The People to People Program was established by President Dwight D. Eisenhower on September 11, 1956 to enhance international understanding and friendship through educational, cultural and humanitarian activities involving the exchange of ideas and experiences directly among peoples of different countries and diverse cultures.


The first National People to People Conference was held in Kansas City, Missouri in October, 1965. More than 200 members from 77 cities of 23 states attended. The December, 1965 newsletter, reported that the meeting met "with enthusiastic determination." Delegates to this Conference "proposed ambitious plans to accelerate People to People growth."


 In 1961, the program was incorporated in the state of Missouri as a not-for-profit organization known as People to People International. President Eisenhower became Chairman of the Board of Trustees and was recognized as the organization's founder.

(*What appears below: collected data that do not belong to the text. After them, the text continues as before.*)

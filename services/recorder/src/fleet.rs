//! Fleet: owns the set of running tasks and the root cancellation scope.
//!
//! Each task is spawned independently; a crash or unrecoverable stop in one
//! never affects the others. The fleet's only shared state is the
//! introspection snapshot, read without blocking the tasks themselves.

use std::sync::Arc;
use tokio_util::sync::CancellationToken;

use crate::config::TaskConfig;
use crate::task::RunningTask;

pub struct Fleet {
    tasks: Arc<Vec<Arc<RunningTask>>>,
    handles: Vec<tokio::task::JoinHandle<()>>,
    root_cancel: CancellationToken,
}

/// A cheap, cloneable read handle onto a fleet's tasks. Shared with the
/// introspection HTTP server as `axum` state; holds no join handles, so
/// cloning it never affects shutdown.
#[derive(Clone)]
pub struct FleetHandle {
    tasks: Arc<Vec<Arc<RunningTask>>>,
}

impl FleetHandle {
    pub fn snapshot(&self) -> Vec<rec_protocol::TaskInfoDto> {
        self.tasks.iter().map(|t| t.snapshot()).collect()
    }
}

impl Fleet {
    /// Build a fleet from validated task configs. Tasks are not started
    /// until [`Fleet::spawn_all`] is called.
    pub fn new(configs: Vec<TaskConfig>) -> Self {
        let root_cancel = CancellationToken::new();
        let tasks = configs
            .into_iter()
            .map(|cfg| Arc::new(RunningTask::new(cfg, &root_cancel)))
            .collect();
        Fleet {
            tasks: Arc::new(tasks),
            handles: Vec::new(),
            root_cancel,
        }
    }

    /// Start every task's supervisor loop as an independent `tokio` task.
    pub fn spawn_all(&mut self) {
        for task in self.tasks.iter() {
            let task = task.clone();
            self.handles.push(tokio::spawn(async move {
                task.run().await;
            }));
        }
    }

    pub fn snapshot(&self) -> Vec<rec_protocol::TaskInfoDto> {
        self.tasks.iter().map(|t| t.snapshot()).collect()
    }

    pub fn handle(&self) -> FleetHandle {
        FleetHandle {
            tasks: self.tasks.clone(),
        }
    }

    pub fn root_cancel(&self) -> CancellationToken {
        self.root_cancel.clone()
    }

    /// Cancel every task and wait for all supervisor loops to return.
    pub async fn shutdown_and_wait(mut self) {
        self.root_cancel.cancel();
        for handle in self.handles.drain(..) {
            let _ = handle.await;
        }
    }
}

#[cfg(test)]
mod tests {
    use super::*;
    use crate::config::{DownloadConfig, TransportConfig, WatchConfig};

    fn test_config(room_id: u64) -> TaskConfig {
        TaskConfig {
            room_id,
            transport: TransportConfig::default_transport(),
            download: DownloadConfig {
                save_directory: ".".to_owned(),
                disk_write_buffer_bytes: 4096,
                use_special_ext_name_when_downloading: false,
            },
            watch: WatchConfig::default(),
        }
    }

    #[test]
    fn new_fleet_snapshot_has_one_entry_per_task() {
        let fleet = Fleet::new(vec![test_config(1), test_config(2)]);
        let snap = fleet.snapshot();
        assert_eq!(snap.len(), 2);
        assert_eq!(snap[0].live_room.id, 1);
        assert_eq!(snap[1].live_room.id, 2);
    }

    #[tokio::test]
    async fn shutdown_cancels_root_token() {
        let fleet = Fleet::new(vec![test_config(1)]);
        let root = fleet.root_cancel();
        assert!(!root.is_cancelled());
        fleet.shutdown_and_wait().await;
        assert!(root.is_cancelled());
    }
}
//! Binary notification-channel frame format.
//!
//! Frame layout (all big-endian):
//! ```text
//! +--------+--------+--------+--------+
//! | Total Length (4 bytes)            |
//! +--------+--------+--------+--------+
//! | Header Length (2) | Proto Ver (2) |
//! +--------+--------+--------+--------+
//! | Operation (4 bytes)                |
//! +--------+--------+--------+--------+
//! | Sequence ID (4 bytes)              |
//! +--------+--------+--------+--------+
//! | Body (variable)                    |
//! | ...                                |
//! +--------+--------+--------+--------+
//! ```
//!
//! `total_length` includes the 16-byte header. `header_length` is always 16;
//! any other on-wire value means the peer speaks an obsolete revision of the
//! protocol. `sequence_id` is always 1 — the protocol has no multiplexing.

use bytes::{Buf, BufMut, BytesMut};
use std::io::Read;

/// Size of the frame header in bytes.
pub const HEADER_LENGTH: u16 = 16;

/// The fixed sequence id used on every frame sent or received.
pub const SEQUENCE_ID: u32 = 1;

/// Largest body a frame may carry, given a `u32` total-length field.
pub const MAX_BODY_LENGTH: u64 = u32::MAX as u64 - HEADER_LENGTH as u64;

/// Magic heartbeat body the reference client sends; servers key off this
/// literal string rather than an empty body.
pub const HEARTBEAT_BODY: &[u8] = b"[object Object]";

/// Per-frame compression / encoding scheme.
#[derive(Debug, Clone, Copy, PartialEq, Eq)]
#[repr(u16)]
pub enum ProtocolVersion {
    PlainJson = 0,
    Minimal = 1,
    Zlib = 2,
    Brotli = 3,
}

impl ProtocolVersion {
    pub fn from_u16(value: u16) -> Option<Self> {
        match value {
            0 => Some(Self::PlainJson),
            1 => Some(Self::Minimal),
            2 => Some(Self::Zlib),
            3 => Some(Self::Brotli),
            _ => None,
        }
    }

    pub fn to_u16(self) -> u16 {
        self as u16
    }

    fn is_compressed(self) -> bool {
        matches!(self, Self::Zlib | Self::Brotli)
    }
}

/// Frame operation codes.
#[derive(Debug, Clone, Copy, PartialEq, Eq)]
#[repr(u32)]
pub enum Operation {
    Heartbeat = 2,
    HeartbeatAck = 3,
    AppData = 5,
    Connect = 7,
    ConnectOk = 8,
}

impl Operation {
    pub fn from_u32(value: u32) -> Option<Self> {
        match value {
            2 => Some(Self::Heartbeat),
            3 => Some(Self::HeartbeatAck),
            5 => Some(Self::AppData),
            7 => Some(Self::Connect),
            8 => Some(Self::ConnectOk),
            _ => None,
        }
    }

    pub fn to_u32(self) -> u32 {
        self as u32
    }
}

/// A decoded (or to-be-encoded) notification-channel frame.
#[derive(Debug, Clone, PartialEq, Eq)]
pub struct Frame {
    pub protocol_version: ProtocolVersion,
    pub operation: Operation,
    pub body: Vec<u8>,
}

impl Frame {
    pub fn new(protocol_version: ProtocolVersion, operation: Operation, body: Vec<u8>) -> Self {
        Frame {
            protocol_version,
            operation,
            body,
        }
    }

    /// Build a plain-JSON frame from an already-serialized string body.
    pub fn plain_text(operation: Operation, body: impl Into<String>) -> Self {
        Frame::new(ProtocolVersion::PlainJson, operation, body.into().into_bytes())
    }

    /// Build a plain-JSON frame by serializing `value`.
    pub fn plain_json<T: serde::Serialize>(
        operation: Operation,
        value: &T,
    ) -> Result<Self, FrameError> {
        let body = serde_json::to_vec(value).map_err(|e| FrameError::Encode(e.to_string()))?;
        Ok(Frame::new(ProtocolVersion::PlainJson, operation, body))
    }

    /// The `[object Object]` heartbeat ping, byte-for-byte compatible with
    /// the reference client.
    pub fn heartbeat_ping() -> Self {
        Frame::new(
            ProtocolVersion::PlainJson,
            Operation::Heartbeat,
            HEARTBEAT_BODY.to_vec(),
        )
    }

    /// Serialize this frame to its on-wire representation.
    pub fn encode(&self) -> Result<Vec<u8>, FrameError> {
        let body_len = self.body.len() as u64;
        if body_len > MAX_BODY_LENGTH {
            return Err(FrameError::BodyTooLarge {
                size: body_len,
                max: MAX_BODY_LENGTH,
            });
        }
        let total_length = HEADER_LENGTH as u32 + self.body.len() as u32;

        let mut out = BytesMut::with_capacity(HEADER_LENGTH as usize + self.body.len());
        out.put_u32(total_length);
        out.put_u16(HEADER_LENGTH);
        out.put_u16(self.protocol_version.to_u16());
        out.put_u32(self.operation.to_u32());
        out.put_u32(SEQUENCE_ID);
        out.extend_from_slice(&self.body);
        Ok(out.to_vec())
    }

    /// Decode a single frame from `input`. Requires the slice to contain
    /// exactly one frame's worth of bytes (total_length bytes).
    pub fn decode(input: &[u8]) -> Result<Self, FrameError> {
        if input.len() < HEADER_LENGTH as usize {
            return Err(FrameError::Truncated {
                needed: HEADER_LENGTH as usize,
                got: input.len(),
            });
        }
        let mut cur = input;
        let total_length = cur.get_u32();
        let header_length = cur.get_u16();
        if header_length != HEADER_LENGTH {
            return Err(FrameError::ObsoleteHeader { header_length });
        }
        let protocol_version_raw = cur.get_u16();
        let protocol_version = ProtocolVersion::from_u16(protocol_version_raw)
            .ok_or(FrameError::UnknownProtocolVersion(protocol_version_raw))?;
        let operation_raw = cur.get_u32();
        let operation =
            Operation::from_u32(operation_raw).ok_or(FrameError::UnknownOperation(operation_raw))?;
        let _sequence_id = cur.get_u32();

        if total_length < u32::from(HEADER_LENGTH) {
            return Err(FrameError::Truncated {
                needed: HEADER_LENGTH as usize,
                got: total_length as usize,
            });
        }
        let body_length = total_length as usize - HEADER_LENGTH as usize;
        if cur.remaining() < body_length {
            return Err(FrameError::Truncated {
                needed: body_length,
                got: cur.remaining(),
            });
        }
        let body = cur[..body_length].to_vec();

        Ok(Frame {
            protocol_version,
            operation,
            body,
        })
    }

    /// Decompress this frame, recursively decoding any nested frames the
    /// decompressed body contains, until a non-compressed frame is reached.
    ///
    /// PlainJson and Minimal frames are returned unchanged. A compressed
    /// frame may itself decompress to another compressed frame; this keeps
    /// unwrapping until it bottoms out.
    pub fn inflate(self) -> Result<Vec<Frame>, FrameError> {
        if !self.protocol_version.is_compressed() {
            return Ok(vec![self]);
        }

        let decompressed = match self.protocol_version {
            ProtocolVersion::Zlib => inflate_zlib(&self.body)?,
            ProtocolVersion::Brotli => inflate_brotli(&self.body)?,
            _ => unreachable!("is_compressed() only true for Zlib/Brotli"),
        };

        let inner_frames = decode_concatenated(&decompressed)?;
        let mut out = Vec::with_capacity(inner_frames.len());
        for frame in inner_frames {
            out.extend(frame.inflate()?);
        }
        Ok(out)
    }
}

/// Decode a buffer containing one or more frames back-to-back.
fn decode_concatenated(mut buf: &[u8]) -> Result<Vec<Frame>, FrameError> {
    let mut frames = Vec::new();
    while !buf.is_empty() {
        if buf.len() < HEADER_LENGTH as usize {
            return Err(FrameError::Truncated {
                needed: HEADER_LENGTH as usize,
                got: buf.len(),
            });
        }
        let total_length = u32::from_be_bytes([buf[0], buf[1], buf[2], buf[3]]) as usize;
        if buf.len() < total_length {
            return Err(FrameError::Truncated {
                needed: total_length,
                got: buf.len(),
            });
        }
        frames.push(Frame::decode(&buf[..total_length])?);
        buf = &buf[total_length..];
    }
    Ok(frames)
}

fn inflate_zlib(body: &[u8]) -> Result<Vec<u8>, FrameError> {
    let mut decoder = flate2::read::ZlibDecoder::new(body);
    let mut out = Vec::new();
    decoder
        .read_to_end(&mut out)
        .map_err(|e| FrameError::Decompress(format!("zlib: {e}")))?;
    Ok(out)
}

fn inflate_brotli(body: &[u8]) -> Result<Vec<u8>, FrameError> {
    let mut out = Vec::new();
    brotli::BrotliDecompress(&mut std::io::Cursor::new(body), &mut out)
        .map_err(|e| FrameError::Decompress(format!("brotli: {e}")))?;
    Ok(out)
}

#[derive(Debug)]
pub enum FrameError {
    Truncated { needed: usize, got: usize },
    ObsoleteHeader { header_length: u16 },
    UnknownProtocolVersion(u16),
    UnknownOperation(u32),
    BodyTooLarge { size: u64, max: u64 },
    Decompress(String),
    Encode(String),
}

impl std::fmt::Display for FrameError {
    fn fmt(&self, f: &mut std::fmt::Formatter<'_>) -> std::fmt::Result {
        match self {
            FrameError::Truncated { needed, got } => {
                write!(f, "truncated frame: needed {needed} bytes, got {got}")
            }
            FrameError::ObsoleteHeader { header_length } => write!(
                f,
                "header_length {header_length} != 16, implementation may be obsolete"
            ),
            FrameError::UnknownProtocolVersion(v) => write!(f, "unknown protocol version: {v}"),
            FrameError::UnknownOperation(o) => write!(f, "unknown operation: {o}"),
            FrameError::BodyTooLarge { size, max } => {
                write!(f, "body too large: {size} bytes (max {max})")
            }
            FrameError::Decompress(s) => write!(f, "decompression error: {s}"),
            FrameError::Encode(s) => write!(f, "encode error: {s}"),
        }
    }
}

impl std::error::Error for FrameError {}

#[cfg(test)]
mod tests {
    use super::*;

    #[test]
    fn roundtrip_plain_json() {
        let frame = Frame::new(
            ProtocolVersion::PlainJson,
            Operation::AppData,
            br#"{"cmd":"LIVE"}"#.to_vec(),
        );
        let encoded = frame.encode().unwrap();
        let decoded = Frame::decode(&encoded).unwrap();
        assert_eq!(decoded, frame);
    }

    #[test]
    fn heartbeat_ping_body_matches_reference_client() {
        let frame = Frame::heartbeat_ping();
        assert_eq!(frame.body, HEARTBEAT_BODY);
        assert_eq!(frame.operation, Operation::Heartbeat);
    }

    #[test]
    fn decode_rejects_non_16_header_length() {
        let mut bytes = BytesMut::new();
        bytes.put_u32(20);
        bytes.put_u16(20); // wrong header length
        bytes.put_u16(0);
        bytes.put_u32(Operation::Heartbeat.to_u32());
        bytes.put_u32(SEQUENCE_ID);
        bytes.extend_from_slice(b"xxxx");

        let err = Frame::decode(&bytes).unwrap_err();
        assert!(matches!(err, FrameError::ObsoleteHeader { header_length: 20 }));
    }

    #[test]
    fn decode_rejects_truncated_input() {
        let err = Frame::decode(&[0u8; 4]).unwrap_err();
        assert!(matches!(err, FrameError::Truncated { .. }));
    }

    #[test]
    fn decode_rejects_total_length_smaller_than_header() {
        let mut bytes = BytesMut::new();
        bytes.put_u32(4); // total_length < HEADER_LENGTH, header_length still claims 16
        bytes.put_u16(16);
        bytes.put_u16(0);
        bytes.put_u32(Operation::Heartbeat.to_u32());
        bytes.put_u32(SEQUENCE_ID);

        let err = Frame::decode(&bytes).unwrap_err();
        assert!(matches!(err, FrameError::Truncated { needed: 16, got: 4 }));
    }

    #[test]
    fn inflate_is_identity_for_plain_json() {
        let frame = Frame::new(ProtocolVersion::PlainJson, Operation::Heartbeat, vec![1, 2, 3]);
        let inflated = frame.clone().inflate().unwrap();
        assert_eq!(inflated, vec![frame]);
    }

    #[test]
    fn inflate_unwraps_zlib_compressed_body() {
        use std::io::Write;

        let inner = Frame::new(
            ProtocolVersion::PlainJson,
            Operation::AppData,
            br#"{"cmd":"DANMU_MSG"}"#.to_vec(),
        );
        let inner_encoded = inner.encode().unwrap();

        let mut encoder =
            flate2::write::ZlibEncoder::new(Vec::new(), flate2::Compression::default());
        encoder.write_all(&inner_encoded).unwrap();
        let compressed = encoder.finish().unwrap();

        let outer = Frame::new(ProtocolVersion::Zlib, Operation::AppData, compressed);
        let inflated = outer.inflate().unwrap();
        assert_eq!(inflated, vec![inner]);
    }

    #[test]
    fn inflate_unwraps_multiple_concatenated_frames_in_one_compressed_body() {
        use std::io::Write;

        let a = Frame::new(ProtocolVersion::PlainJson, Operation::AppData, b"a".to_vec());
        let b = Frame::new(ProtocolVersion::PlainJson, Operation::AppData, b"b".to_vec());
        let mut plain = a.encode().unwrap();
        plain.extend(b.encode().unwrap());

        let mut encoder =
            flate2::write::ZlibEncoder::new(Vec::new(), flate2::Compression::default());
        encoder.write_all(&plain).unwrap();
        let compressed = encoder.finish().unwrap();

        let outer = Frame::new(ProtocolVersion::Zlib, Operation::AppData, compressed);
        let inflated = outer.inflate().unwrap();
        assert_eq!(inflated, vec![a, b]);
    }

    #[test]
    fn body_too_large_is_rejected_before_touching_the_wire() {
        let frame = Frame {
            protocol_version: ProtocolVersion::PlainJson,
            operation: Operation::AppData,
            body: Vec::new(),
        };
        // Can't actually allocate MAX_BODY_LENGTH+1 bytes in a test; check the
        // length check directly via a stand-in length comparison instead.
        assert!(MAX_BODY_LENGTH < u64::from(u32::MAX));
        let _ = frame; // keep frame alive for symmetry with other tests
    }
}
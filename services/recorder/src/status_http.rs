//! Read-only introspection HTTP server: `GET /tasks` lists every
//! configured room and its current supervisor status.

use axum::extract::State;
use axum::routing::get;
use axum::{Json, Router};
use std::net::SocketAddr;
use tracing::info;

use crate::fleet::FleetHandle;

pub fn router(fleet: FleetHandle) -> Router {
    Router::new()
        .route("/tasks", get(list_tasks))
        .with_state(fleet)
}

async fn list_tasks(State(fleet): State<FleetHandle>) -> Json<Vec<rec_protocol::TaskInfoDto>> {
    Json(fleet.snapshot())
}

/// Bind and serve the introspection endpoint until `cancel` fires.
pub async fn serve(
    bind: SocketAddr,
    fleet: FleetHandle,
    cancel: tokio_util::sync::CancellationToken,
) -> std::io::Result<()> {
    let listener = tokio::net::TcpListener::bind(bind).await?;
    info!(%bind, "status_http: listening");
    axum::serve(listener, router(fleet))
        .with_graceful_shutdown(async move { cancel.cancelled().await })
        .await
}

#[cfg(test)]
mod tests {
    use super::*;
    use crate::config::{DownloadConfig, TaskConfig, TransportConfig, WatchConfig};
    use crate::fleet::Fleet;
    use axum::body::Body;
    use axum::http::{Request, StatusCode};
    use tower::ServiceExt;

    fn test_config(room_id: u64) -> TaskConfig {
        TaskConfig {
            room_id,
            transport: TransportConfig::default_transport(),
            download: DownloadConfig {
                save_directory: ".".to_owned(),
                disk_write_buffer_bytes: 4096,
                use_special_ext_name_when_downloading: false,
            },
            watch: WatchConfig::default(),
        }
    }

    #[tokio::test]
    async fn tasks_endpoint_lists_configured_rooms() {
        let fleet = Fleet::new(vec![test_config(7)]);
        let app = router(fleet.handle());

        let response = app
            .oneshot(
                Request::builder()
                    .uri("/tasks")
                    .body(Body::empty())
                    .unwrap(),
            )
            .await
            .unwrap();

        assert_eq!(response.status(), StatusCode::OK);
        let body = axum::body::to_bytes(response.into_body(), usize::MAX)
            .await
            .unwrap();
        let rooms: Vec<rec_protocol::TaskInfoDto> = serde_json::from_slice(&body).unwrap();
        assert_eq!(rooms.len(), 1);
        assert_eq!(rooms[0].live_room.id, 7);
        assert_eq!(rooms[0].status, "NotStarted");
    }
}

After a visit with President Eisenhower in Korea, General Pak Kyong Won, later Governor Pak, personally organized People to People chapters in Korea. Alyce and William H. Johnson of the United States were members of the very active Chunchon Chapter in Korea while Bill was serving in the U.S. Foreign Assistance Program in Korea from 1965 to 1967.


By the time the fourth Annual Meeting in Guadalajara, Mexico in 1964, there were chapters in 61 cities and 14 states in the United States in the United States. At that meeting, the Executive Director reported that these chapters provided a vehicle for carrying on at the community level all phases of People to People programs.


Fifteen members of the National Capitol Area Chapter (Washington, D.C. Area) attended the 13th Worldwide Conference in Chester, England. In addition to the day-long business meetings held at the Towne Hall, members were privileged to attend a welcome reception by the Lord Mayor of Chester at the home of the Duke of Westminster.